» Exercise objective
A single figure is the whole answer: the number of lines in the entries that contain "with".

[Recorded information Boundary: Start]

//! Test-result vertical, served under `/api/test-results`

pub mod handlers;
pub mod services;

pub use handlers::{configure_routes, AppState, TestResultsApiDoc};
pub use services::{TestResultPayload, TestResultService};
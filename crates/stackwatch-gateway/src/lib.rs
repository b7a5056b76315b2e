//! API-gateway route vertical, served under `/api/routes`

pub mod handlers;
pub mod services;

pub use handlers::{configure_routes, AppState, RoutesApiDoc};
pub use services::{ApiRoutePayload, ApiRouteService};
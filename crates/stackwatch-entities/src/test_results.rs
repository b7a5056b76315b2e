use sea_orm::entity::prelude::*;
use serde::{Deserialize, Serialize};
use stackwatch_core::UtcDateTime;

/// Result of one test run against a service.
#[derive(Clone, Debug, PartialEq, DeriveEntityModel, Serialize, Deserialize)]
#[sea_orm(table_name = "test_results")]
pub struct Model {
    #[sea_orm(primary_key)]
    pub id: i64,
    pub framework: String,
    pub test_type: String,
    pub service_id: Option<i64>,
    pub passed: Option<i32>,
    pub failed: Option<i32>,
    pub coverage: Option<f64>,
    pub duration: Option<i32>,
    pub created_at: UtcDateTime,
}

#[derive(Copy, Clone, Debug, EnumIter, DeriveRelation)]
pub enum Relation {}

impl ActiveModelBehavior for ActiveModel {}
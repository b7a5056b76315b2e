use sea_orm::entity::prelude::*;
use serde::{Deserialize, Serialize};
use stackwatch_core::UtcDateTime;

/// Append-mostly activity log entry.
#[derive(Clone, Debug, PartialEq, Eq, DeriveEntityModel, Serialize, Deserialize)]
#[sea_orm(table_name = "activities")]
pub struct Model {
    #[sea_orm(primary_key)]
    pub id: i64,
    #[sea_orm(column_name = "type")]
    pub activity_type: String,
    pub message: String,
    pub service_id: Option<i64>,
    pub severity: Option<String>,
    pub created_at: UtcDateTime,
}

#[derive(Copy, Clone, Debug, EnumIter, DeriveRelation)]
pub enum Relation {}

impl ActiveModelBehavior for ActiveModel {}
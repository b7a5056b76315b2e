use std::sync::Arc;

use chrono::Utc;
use sea_orm::{
    ActiveModelTrait, ActiveValue::Set, ColumnTrait, EntityTrait, PaginatorTrait, QueryFilter,
    QueryOrder,
};
use serde::Deserialize;
use stackwatch_core::{FieldViolations, Problem, ServiceError, ServiceResult};
use stackwatch_database::DbConnection;
use stackwatch_entities::deployments;
use utoipa::ToSchema;

/// Statuses that mark a deployment as finished. An update carrying one of
/// these (exact, case-sensitive match) re-stamps `completed_at`; any other
/// status leaves it untouched.
const TERMINAL_STATUSES: [&str; 2] = ["success", "failed"];

/// Deployment payload, shared by create and update.
///
/// Updates overwrite every mutable column with the values sent here, so a
/// partial payload nulls out omitted optional fields.
#[derive(Debug, Clone, Default, Deserialize, ToSchema)]
#[serde(rename_all = "camelCase", default)]
pub struct DeploymentPayload {
    pub version: Option<String>,
    pub status: Option<String>,
    pub service_id: Option<i64>,
    pub strategy: Option<String>,
    pub progress: Option<i32>,
}

impl DeploymentPayload {
    pub fn validate(&self) -> Result<(), Problem> {
        let mut violations = FieldViolations::new();
        violations.require("version", self.version.as_deref(), "Version is required");
        violations.require("status", self.status.as_deref(), "Status is required");
        violations.into_result()
    }
}

#[derive(Clone)]
pub struct DeploymentService {
    db: Arc<DbConnection>,
}

impl DeploymentService {
    pub fn new(db: Arc<DbConnection>) -> Self {
        Self { db }
    }

    pub async fn get_all_deployments(&self) -> ServiceResult<Vec<deployments::Model>> {
        deployments::Entity::find()
            .order_by_desc(deployments::Column::CreatedAt)
            .all(self.db.as_ref())
            .await
            .map_err(|e| ServiceError::Database(e.to_string()))
    }

    pub async fn get_deployments_by_service_id(
        &self,
        service_id: i64,
    ) -> ServiceResult<Vec<deployments::Model>> {
        deployments::Entity::find()
            .filter(deployments::Column::ServiceId.eq(service_id))
            .order_by_desc(deployments::Column::CreatedAt)
            .all(self.db.as_ref())
            .await
            .map_err(|e| ServiceError::Database(e.to_string()))
    }

    pub async fn get_deployments_by_status(
        &self,
        status: &str,
    ) -> ServiceResult<Vec<deployments::Model>> {
        deployments::Entity::find()
            .filter(deployments::Column::Status.eq(status))
            .order_by_desc(deployments::Column::CreatedAt)
            .all(self.db.as_ref())
            .await
            .map_err(|e| ServiceError::Database(e.to_string()))
    }

    pub async fn get_deployment_by_id(&self, id: i64) -> ServiceResult<Option<deployments::Model>> {
        deployments::Entity::find_by_id(id)
            .one(self.db.as_ref())
            .await
            .map_err(|e| ServiceError::Database(e.to_string()))
    }

    /// Insert a deployment. Client-supplied ids and timestamps are ignored;
    /// the stored record gets a fresh id and a server-stamped `created_at`.
    pub async fn create_deployment(
        &self,
        payload: DeploymentPayload,
    ) -> ServiceResult<deployments::Model> {
        let deployment = deployments::ActiveModel {
            version: Set(payload.version.unwrap_or_default()),
            status: Set(payload.status.unwrap_or_default()),
            service_id: Set(payload.service_id),
            strategy: Set(payload.strategy),
            progress: Set(payload.progress),
            created_at: Set(Utc::now()),
            completed_at: Set(None),
            ..Default::default()
        };

        deployment
            .insert(self.db.as_ref())
            .await
            .map_err(|e| ServiceError::Database(e.to_string()))
    }

    /// Full-overwrite update. Fails with `NotFound` if the id is absent.
    /// A terminal incoming status stamps `completed_at = now`.
    pub async fn update_deployment(
        &self,
        id: i64,
        payload: DeploymentPayload,
    ) -> ServiceResult<deployments::Model> {
        let existing = self
            .get_deployment_by_id(id)
            .await?
            .ok_or_else(|| ServiceError::not_found("Deployment", id))?;

        let status = payload.status.unwrap_or_default();

        let mut deployment: deployments::ActiveModel = existing.into();
        deployment.version = Set(payload.version.unwrap_or_default());
        deployment.service_id = Set(payload.service_id);
        deployment.strategy = Set(payload.strategy);
        deployment.progress = Set(payload.progress);
        if TERMINAL_STATUSES.contains(&status.as_str()) {
            deployment.completed_at = Set(Some(Utc::now()));
        }
        deployment.status = Set(status);

        deployment
            .update(self.db.as_ref())
            .await
            .map_err(|e| ServiceError::Database(e.to_string()))
    }

    /// Idempotent: deleting a missing id is not an error.
    pub async fn delete_deployment(&self, id: i64) -> ServiceResult<()> {
        deployments::Entity::delete_by_id(id)
            .exec(self.db.as_ref())
            .await
            .map_err(|e| ServiceError::Database(e.to_string()))?;

        Ok(())
    }

    pub async fn get_deployment_count_by_status(&self, status: &str) -> ServiceResult<u64> {
        deployments::Entity::find()
            .filter(deployments::Column::Status.eq(status))
            .count(self.db.as_ref())
            .await
            .map_err(|e| ServiceError::Database(e.to_string()))
    }
}
use strum::{Display, EnumIter, EnumString};

/// A well-known node-device capability name.
///
/// Drivers describe each device facet with a bare name string ("pci",
/// "usb_device", ...). The well-known names get a typed representation
/// here; anything a driver reports beyond them is preserved verbatim in
/// [`Other`](CapabilityKind::Other) rather than dropped, since the set of
/// capability names grows with driver versions.
#[derive(Clone, Debug, PartialEq, Eq, Hash, Display, EnumString, EnumIter)]
#[strum(serialize_all = "snake_case")]
pub enum CapabilityKind {
    /// The host system itself, the root of the device tree
    System,
    /// A PCI device
    Pci,
    /// A USB device
    UsbDevice,
    /// A USB interface
    Usb,
    /// A network interface
    Net,
    /// A SCSI host adapter
    ScsiHost,
    /// A SCSI device
    Scsi,
    /// A storage device
    Storage,
    /// A capability name this crate does not know about
    #[strum(default)]
    Other(String),
}

impl CapabilityKind {
    /// Whether this is one of the well-known capability names.
    pub fn is_well_known(&self) -> bool {
        !matches!(self, CapabilityKind::Other(_))
    }
}

#[cfg(test)]
mod tests {
    use std::str::FromStr;

    use strum::IntoEnumIterator;

    use super::CapabilityKind;

    #[test]
    fn well_known_names_round_trip() {
        for kind in CapabilityKind::iter().filter(|k| k.is_well_known()) {
            let name = kind.to_string();
            assert_eq!(CapabilityKind::from_str(&name).unwrap(), kind);
        }
    }

    #[test]
    fn usb_device_uses_the_driver_spelling() {
        assert_eq!(CapabilityKind::UsbDevice.to_string(), "usb_device");
        assert_eq!(CapabilityKind::ScsiHost.to_string(), "scsi_host");
    }

    #[test]
    fn unknown_names_are_preserved() {
        let kind = CapabilityKind::from_str("mdev_types").unwrap();
        assert_eq!(kind, CapabilityKind::Other("mdev_types".to_string()));
        assert!(!kind.is_well_known());
        assert_eq!(kind.to_string(), "mdev_types");
    }
}
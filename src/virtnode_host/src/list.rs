use std::cmp::min;

use log::warn;

use crate::error::VirtnodeError;
use crate::{log_then_return, Result};

/// The generic count-then-fetch enumeration protocol.
///
/// The native API has no single "get all" call returning owned,
/// self-describing results; enumeration is a count call followed by a fetch
/// into a caller-sized buffer. Between the two calls the true count may
/// change, so the fetch reports how many entries it actually wrote and only
/// that many are consumed, never the original count.
///
/// `translate` builds the error for a failing step from the step's
/// operation name; it is expected to capture the connection so the driver's
/// last-error record is fetched at the moment of failure.
pub(crate) fn fetch_names<C, F, E>(
    count_op: &'static str,
    fetch_op: &'static str,
    max_capacity: usize,
    count: C,
    fetch: F,
    translate: E,
) -> Result<Vec<String>>
where
    C: FnOnce() -> i32,
    F: FnOnce(&mut [Option<String>]) -> i32,
    E: Fn(&'static str) -> VirtnodeError,
{
    let num = count();
    if num < 0 {
        log_then_return!(translate(count_op));
    }
    if num == 0 {
        // a zero-capacity fetch is not a meaningful driver call
        return Ok(Vec::new());
    }

    let mut capacity = num as usize;
    if capacity > max_capacity {
        warn!(
            "{} reported {} entries, clamping fetch buffer to {}",
            count_op, capacity, max_capacity
        );
        capacity = max_capacity;
    }

    let mut names: Vec<Option<String>> = vec![None; capacity];
    let written = fetch(&mut names);
    if written < 0 {
        log_then_return!(translate(fetch_op));
    }

    let written = min(written as usize, names.len());
    Ok(names.drain(..written).flatten().collect())
}

#[cfg(test)]
mod tests {
    use proptest::prelude::*;

    use super::fetch_names;
    use crate::driver::DriverError;
    use crate::error::VirtnodeError;

    fn translate(op: &'static str) -> VirtnodeError {
        VirtnodeError::Retrieve(op, DriverError::new(1, "enumeration failed"))
    }

    fn fill(names: &mut [Option<String>], n: usize) -> i32 {
        for (i, slot) in names.iter_mut().take(n).enumerate() {
            *slot = Some(format!("dev-{i}"));
        }
        n as i32
    }

    #[test]
    fn zero_count_skips_fetch() {
        let result = fetch_names(
            "count",
            "fetch",
            1024,
            || 0,
            |_| panic!("fetch must not run when the count is zero"),
            translate,
        )
        .unwrap();
        assert!(result.is_empty());
    }

    #[test]
    fn negative_count_is_a_retrieve_error_naming_the_count_op() {
        let err = fetch_names(
            "count",
            "fetch",
            1024,
            || -1,
            |_| panic!("fetch must not run when the count failed"),
            translate,
        )
        .unwrap_err();
        assert!(matches!(err, VirtnodeError::Retrieve("count", _)));
    }

    #[test]
    fn negative_fetch_is_a_retrieve_error_naming_the_fetch_op() {
        let err = fetch_names("count", "fetch", 1024, || 4, |_| -1, translate).unwrap_err();
        assert!(matches!(err, VirtnodeError::Retrieve("fetch", _)));
    }

    #[test]
    fn consumes_only_what_the_fetch_wrote() {
        // two devices vanished between the count and the fetch
        let result =
            fetch_names("count", "fetch", 1024, || 5, |names| fill(names, 3), translate).unwrap();
        assert_eq!(result, vec!["dev-0", "dev-1", "dev-2"]);
    }

    #[test]
    fn oversized_count_is_clamped() {
        let mut seen_capacity = 0;
        let result = fetch_names(
            "count",
            "fetch",
            16,
            || 1_000_000,
            |names| {
                seen_capacity = names.len();
                fill(names, names.len())
            },
            translate,
        )
        .unwrap();
        assert_eq!(seen_capacity, 16);
        assert_eq!(result.len(), 16);
    }

    #[test]
    fn lying_fetch_count_is_limited_to_the_buffer() {
        // a fetch claiming more entries than the buffer holds must not be
        // trusted past the buffer's end
        let result = fetch_names(
            "count",
            "fetch",
            1024,
            || 2,
            |names| {
                fill(names, 2);
                99
            },
            translate,
        )
        .unwrap();
        assert_eq!(result.len(), 2);
    }

    proptest! {
        #[test]
        fn result_length_matches_written(count in 0usize..64, drop in 0usize..64) {
            let written = count.saturating_sub(drop);
            let result = fetch_names(
                "count",
                "fetch",
                1024,
                || count as i32,
                |names| fill(names, written),
                translate,
            )
            .unwrap();
            prop_assert_eq!(result.len(), written);
        }
    }
}
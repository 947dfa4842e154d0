use std::collections::hash_map::Entry;
use std::collections::HashMap;

use rand::random;

use crate::driver::RawDeviceHandle;

/// The key under which a native device handle is tracked.
pub(crate) type Key = u32;

/// The `Key` reserved to identify "no handle". Never returned by
/// `HandleRegistry::register`.
pub(crate) const EMPTY_KEY: Key = 0;

/// Create and return a new `Key` from a random number.
pub(crate) fn new_key() -> Key {
    let r = random();
    if r == EMPTY_KEY {
        r + 1
    } else {
        r
    }
}

/// Liveness tracking for the native device handles of one connection.
///
/// A handle is live while its key is present in the map. `mark_freed`
/// removes the key and surrenders the raw handle exactly once, so the
/// native resource can be released exactly once; every later resolution of
/// the same key fails.
#[derive(Debug, Default)]
pub(crate) struct HandleRegistry {
    live: HashMap<Key, RawDeviceHandle>,
}

impl HandleRegistry {
    /// Track `raw` under a fresh key and return the key.
    pub(crate) fn register(&mut self, raw: RawDeviceHandle) -> Key {
        // retry until an unused key is drawn
        loop {
            match self.live.entry(new_key()) {
                Entry::Occupied(_) => continue,
                Entry::Vacant(e) => {
                    let key = *e.key();
                    e.insert(raw);
                    return key;
                }
            }
        }
    }

    /// The raw handle for `key`, or `None` once it has been freed.
    pub(crate) fn get(&self, key: Key) -> Option<RawDeviceHandle> {
        self.live.get(&key).copied()
    }

    /// Whether `key` still refers to a live handle.
    pub(crate) fn is_live(&self, key: Key) -> bool {
        self.live.contains_key(&key)
    }

    /// Stop tracking `key`, returning the raw handle if it was still live.
    /// Calling this a second time is a no-op returning `None`.
    pub(crate) fn mark_freed(&mut self, key: Key) -> Option<RawDeviceHandle> {
        self.live.remove(&key)
    }

    /// The number of handles currently live.
    pub(crate) fn live_count(&self) -> usize {
        self.live.len()
    }
}

#[cfg(test)]
mod tests {
    use super::{new_key, HandleRegistry, EMPTY_KEY};
    use crate::driver::RawDeviceHandle;

    #[test]
    fn new_key_never_empty() {
        for _ in 0..100 {
            assert_ne!(new_key(), EMPTY_KEY);
        }
    }

    #[test]
    fn register_then_get() {
        let mut reg = HandleRegistry::default();
        let raw = RawDeviceHandle(7);
        let key = reg.register(raw);
        assert!(reg.is_live(key));
        assert_eq!(reg.get(key), Some(raw));
        assert_eq!(reg.live_count(), 1);
    }

    #[test]
    fn mark_freed_is_idempotent() {
        let mut reg = HandleRegistry::default();
        let key = reg.register(RawDeviceHandle(3));
        assert_eq!(reg.mark_freed(key), Some(RawDeviceHandle(3)));
        assert_eq!(reg.mark_freed(key), None);
        assert!(!reg.is_live(key));
        assert_eq!(reg.get(key), None);
        assert_eq!(reg.live_count(), 0);
    }

    #[test]
    fn keys_are_distinct() {
        let mut reg = HandleRegistry::default();
        let k1 = reg.register(RawDeviceHandle(1));
        let k2 = reg.register(RawDeviceHandle(2));
        assert_ne!(k1, k2);
        assert_eq!(reg.get(k1), Some(RawDeviceHandle(1)));
        assert_eq!(reg.get(k2), Some(RawDeviceHandle(2)));
    }
}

[Recorded information Boundary: End]

» Response area
4